Strategic questioning is a technique often employed in Citizens' Juries or when an initiative requires participants to formulate questions to pose to a panel of experts or witnesses.
Problems and Purpose
According to prominant activist and changemaker Fran Peavey, Strategic Questioning is "a way of talking with people with whom you have differences without abandoning your own beliefs and yet looking for common ground which may enable both parties to co-create a new path from the present situation. In every heart there is ambiguity; in every ideology there are parts that don’t fit." (Ede, 2012).
Employing strategic questioning enables participants to move from 'communications of the first kind to the second'. For example, the question "why is the sky blue" is of the first kind - it has a 'correct' answer and the questioneer learns little else about their interviewee. In contrast, communications of the second kind - and those developed under the strategic questioning technique - calls forth new information, alternative suggestions and demands creative thinking.
Origins and Development
Strategic questioning has been in use since the late 1990s.
How it Works
Participant selection varies depending on the overarching deliberative method employed. For example, citizens' juries may use a targetted or randomised selection method but employ strategic questioning during the jury phase in both cases.
Strategic questioning is split into two exercises: the identification and asking of context questions followed by the formulation and posing of strategic questions.
Sharon Ebe distills these two different categories of questions as follows:
Context questions reside include:
- "Focus Questions: gather information that is already known, identifying the situation and they key facts necessary to understand the situation. Example: ‘What are you most concerned about in your community?’
- Observation Questions: concerned with what someone has seen and the information someone has heard regarding the situation. Examples include: ‘What do you see?’, ‘Which sources do you trust and why?’, ‘What do you know for certain and what are you not sure about?’
- Feeling Questions: concerned with body sensations, emotions, health. Examples include: ‘How do you feel about the situation?’, ‘How has the situation affected your own physical or emotional health?’
- Visioning Questions: concerned with identifying ideals, dreams and values. Examples include: ‘How would you like it to be?’, ‘What about this situation do you care so much about?’"
Strategic questions include:
- "Change Questions: move from the static to the dynamic, how to get from the present to a more ideal situation. Examples include: ‘Who can make a difference?’, ‘How did those changes come about?’, ‘What will it take to bring the current situation towards the ideal?’
- Considering Alternatives: questions which enable someone to imagine or identify (preferably more than two) alternatives. Examples include: ‘What other ways could you meet your goal?’, ‘What are the consequences of each alternative you see?’

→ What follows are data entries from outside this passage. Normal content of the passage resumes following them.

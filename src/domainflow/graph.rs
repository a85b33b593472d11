//! Dependency-graph validation and execution-plan construction.
//!
//! A dependency graph is a set of `(parent, child)` edges over a playbook's
//! agents. Accepted graphs satisfy four structural rules, checked in this
//! order at write time:
//!
//! 1. Every edge endpoint is one of the playbook's agents (`DanglingEdge`).
//! 2. Every node has at most one incoming edge (`MultiParent`).
//! 3. No cycles (`Cycle`).
//! 4. A node with a parent is never itself a parent (`MultiLevel`); the
//!    graph is one parent layer deep, never a chain.
//!
//! [`assign_levels`] then layers the graph with Kahn's algorithm: level 0
//! holds the parentless agents, each later level holds agents whose sole
//! parent sits in a prior level. Ties are broken by lexicographic agent id
//! so the same inputs always produce the same plan, byte for byte.
//!
//! The [`Plan`] snapshot captured by a job embeds the agent definitions,
//! the edges, and the precomputed levels; [`ExecutionPlan::build`] is a
//! pure function over it.

use crate::domainflow::error::{EngineError, EngineResult};
use crate::domainflow::types::{AgentClass, AgentDefinition};
use serde::{Deserialize, Serialize};
use std::collections::{BTreeMap, HashMap, HashSet};
use std::sync::Arc;

/// Validate a graph's edges against the owning playbook's agent set.
///
/// Runs the four structural checks in documented order and returns the
/// first violation found.
///
/// # Example
///
/// ```rust
/// use domainflow::graph::validate_graph;
///
/// let agents = vec!["a".to_string(), "b".to_string(), "c".to_string()];
/// let edges = vec![("a".to_string(), "b".to_string())];
/// assert!(validate_graph(&edges, &agents).is_ok());
///
/// let cycle = vec![
///     ("a".to_string(), "b".to_string()),
///     ("b".to_string(), "a".to_string()),
/// ];
/// assert!(validate_graph(&cycle, &agents).is_err());
/// ```
pub fn validate_graph(edges: &[(String, String)], agent_ids: &[String]) -> EngineResult<()> {
    let known: HashSet<&str> = agent_ids.iter().map(|s| s.as_str()).collect();

    for (from, to) in edges {
        if !known.contains(from.as_str()) {
            return Err(EngineError::DanglingEdge(format!(
                "edge source '{}' is not in the playbook",
                from
            )));
        }
        if !known.contains(to.as_str()) {
            return Err(EngineError::DanglingEdge(format!(
                "edge target '{}' is not in the playbook",
                to
            )));
        }
    }

    let mut in_degree: HashMap<&str, usize> = HashMap::new();
    for (_, to) in edges {
        let count = in_degree.entry(to.as_str()).or_insert(0);
        *count += 1;
        if *count > 1 {
            return Err(EngineError::MultiParent(format!(
                "agent '{}' has more than one parent",
                to
            )));
        }
    }

    detect_cycle(edges, agent_ids)?;

    // One parent layer only: a parent may not itself have a parent.
    for (from, _) in edges {
        if in_degree.contains_key(from.as_str()) {
            return Err(EngineError::MultiLevel(format!(
                "agent '{}' both has a parent and is a parent",
                from
            )));
        }
    }

    Ok(())
}

/// Depth-first search with an explicit recursion stack for cycle detection.
fn detect_cycle(edges: &[(String, String)], agent_ids: &[String]) -> EngineResult<()> {
    let mut adjacency: HashMap<&str, Vec<&str>> = HashMap::new();
    for (from, to) in edges {
        adjacency.entry(from.as_str()).or_default().push(to.as_str());
    }

    let mut visited: HashSet<&str> = HashSet::new();
    let mut on_stack: HashSet<&str> = HashSet::new();

    for start in agent_ids {
        if visited.contains(start.as_str()) {
            continue;
        }
        // Iterative DFS; each stack frame tracks the next child to explore.
        let mut stack: Vec<(&str, usize)> = vec![(start.as_str(), 0)];
        on_stack.insert(start.as_str());
        while let Some((node, child_idx)) = stack.pop() {
            let children = adjacency.get(node).map(|v| v.as_slice()).unwrap_or(&[]);
            if child_idx < children.len() {
                stack.push((node, child_idx + 1));
                let child = children[child_idx];
                if on_stack.contains(child) {
                    return Err(EngineError::Cycle(format!(
                        "cycle through agent '{}'",
                        child
                    )));
                }
                if !visited.contains(child) {
                    on_stack.insert(child);
                    stack.push((child, 0));
                }
            } else {
                on_stack.remove(node);
                visited.insert(node);
            }
        }
    }
    Ok(())
}

/// Layer an already-validated graph with Kahn's algorithm.
///
/// Level 0 contains every agent with no parent; each subsequent level
/// contains the agents whose parent sits in a prior level. Within a level,
/// agents are sorted lexicographically for reproducibility.
pub fn assign_levels(edges: &[(String, String)], agent_ids: &[String]) -> Vec<Vec<String>> {
    let parent_of: HashMap<&str, &str> = edges
        .iter()
        .map(|(from, to)| (to.as_str(), from.as_str()))
        .collect();

    let mut placed: HashSet<&str> = HashSet::new();
    let mut levels: Vec<Vec<String>> = Vec::new();
    let mut remaining: Vec<&str> = agent_ids.iter().map(|s| s.as_str()).collect();

    while !remaining.is_empty() {
        let mut level: Vec<&str> = remaining
            .iter()
            .copied()
            .filter(|id| match parent_of.get(id) {
                None => true,
                Some(parent) => placed.contains(parent),
            })
            .collect();

        // A validated graph always makes progress; bail rather than spin if
        // an unvalidated graph slips through.
        if level.is_empty() {
            break;
        }

        level.sort_unstable();
        for id in &level {
            placed.insert(id);
        }
        remaining.retain(|id| !placed.contains(id));
        levels.push(level.into_iter().map(|s| s.to_string()).collect());
    }

    levels
}

/// Read-only plan snapshot produced by the config store and embedded into
/// a job at submission.
///
/// Carries everything a job needs to run without touching the catalog
/// again: the resolved agent definitions, the validated edges, and the
/// precomputed level assignment. Once captured, a plan never changes, so
/// re-runs and audits see exactly what the job saw even if the catalog is
/// edited afterwards.
#[derive(Debug, Clone, PartialEq, Serialize, Deserialize)]
pub struct Plan {
    pub domain_id: String,
    pub playbook_id: String,
    pub class: AgentClass,
    /// Resolved definitions for every agent in the playbook, keyed by id.
    /// Ordered map so serialization is canonical.
    pub agents: BTreeMap<String, AgentDefinition>,
    /// Validated `(parent, child)` edges.
    pub edges: Vec<(String, String)>,
    /// Precomputed execution-level assignment.
    pub levels: Vec<Vec<String>>,
}

/// One agent scheduled within a level, with its resolved definition and
/// optional parent.
#[derive(Debug, Clone)]
pub struct ScheduledAgent {
    pub agent_id: String,
    pub parent_id: Option<String>,
    pub definition: Arc<AgentDefinition>,
}

/// One execution level: all agents here run in parallel, and the level
/// joins before the next begins.
#[derive(Debug, Clone)]
pub struct Level {
    pub agents: Vec<ScheduledAgent>,
}

/// The ordered levels a job executes.
///
/// Built deterministically from a [`Plan`]: identical plans yield identical
/// execution plans on every invocation.
#[derive(Debug, Clone)]
pub struct ExecutionPlan {
    pub levels: Vec<Level>,
}

impl ExecutionPlan {
    /// Materialize the execution plan from a captured snapshot.
    ///
    /// Fails with `BadReference` if a level names an agent the snapshot has
    /// no definition for, which indicates a corrupted snapshot.
    pub fn build(plan: &Plan) -> EngineResult<ExecutionPlan> {
        let parent_of: HashMap<&str, &str> = plan
            .edges
            .iter()
            .map(|(from, to)| (to.as_str(), from.as_str()))
            .collect();

        let mut levels = Vec::with_capacity(plan.levels.len());
        for level_ids in &plan.levels {
            let mut agents = Vec::with_capacity(level_ids.len());
            for agent_id in level_ids {
                let definition = plan.agents.get(agent_id).ok_or_else(|| {
                    EngineError::BadReference(format!(
                        "plan level references unknown agent '{}'",
                        agent_id
                    ))
                })?;
                agents.push(ScheduledAgent {
                    agent_id: agent_id.clone(),
                    parent_id: parent_of.get(agent_id.as_str()).map(|p| p.to_string()),
                    definition: Arc::new(definition.clone()),
                });
            }
            levels.push(Level { agents });
        }
        Ok(ExecutionPlan { levels })
    }

    /// Total number of scheduled agents across all levels.
    pub fn agent_count(&self) -> usize {
        self.levels.iter().map(|l| l.agents.len()).sum()
    }
}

- Personal Inventory & Support Questions: identifying someone’s interests, potential contributions and the support required for them to act. Examples include: ‘What would it take for you to participate in the change?’, ‘What support would you need to work for this change?’
- Personal Action Questions: designed to get to the specifics of what to do, when to do it, and how. Examples include: ‘Who do you need to talk to?’, ‘How can you get others to work on this?’"
Analysis and Lessons Learned
Strategic questioning can be used in several different contexts and wields various results. Some context when strategic questioning is helpful include:
- "[When] your organisation is undergoing major change
- When you need to understand the life experience, rationale or degree of commitment of the resistance to your campaign
- You have been working on something for a long time and have run out of ideas
- You are feeling isolated or are cynical that anybody cares about the things you care about
- Your group is fragmented and conflicted – strategic questioning will help clarify positions and look for new alternatives
- A group only sees one or two alternatives and needs to do some creative thinking together"
There may not be a 'right' answer let along one answer that follows from the strategic method technique. However, Peavey sees this not as a downfall of the method but as an intended positive:
"People need to come up with their own answers. Questioning can catalyses this process. A powerful question has a life of its own as it chisels away at the problem. Don't be disappointed if a great question does not have an answer right away. A very powerful question, a long lever question, may not have an answer at the moment it is asked. It will sit rattling in the mind for days or weeks as the person works on an answer. The seed is planted, the answer will grow. Questions are alive!"
While strategic questioning may not immediately yield a 'correct' or 'obvious' answer to the initial question, it gets participants thinking and, from there, other techniques may be employed to wittle down these various thoughts and conclusions into a managable list of points of consensus.
For example, when strategic questioning was used in the Western Australian Citizens' Jury cited above, various different conclusions were drawn which were then divided into three different themes. From there participants worked to draw up recommendations from the information collected. The final list of recommendations was compiled and, after being accepted by the Executive, a small number of jurors were chosen to come up with an action plan.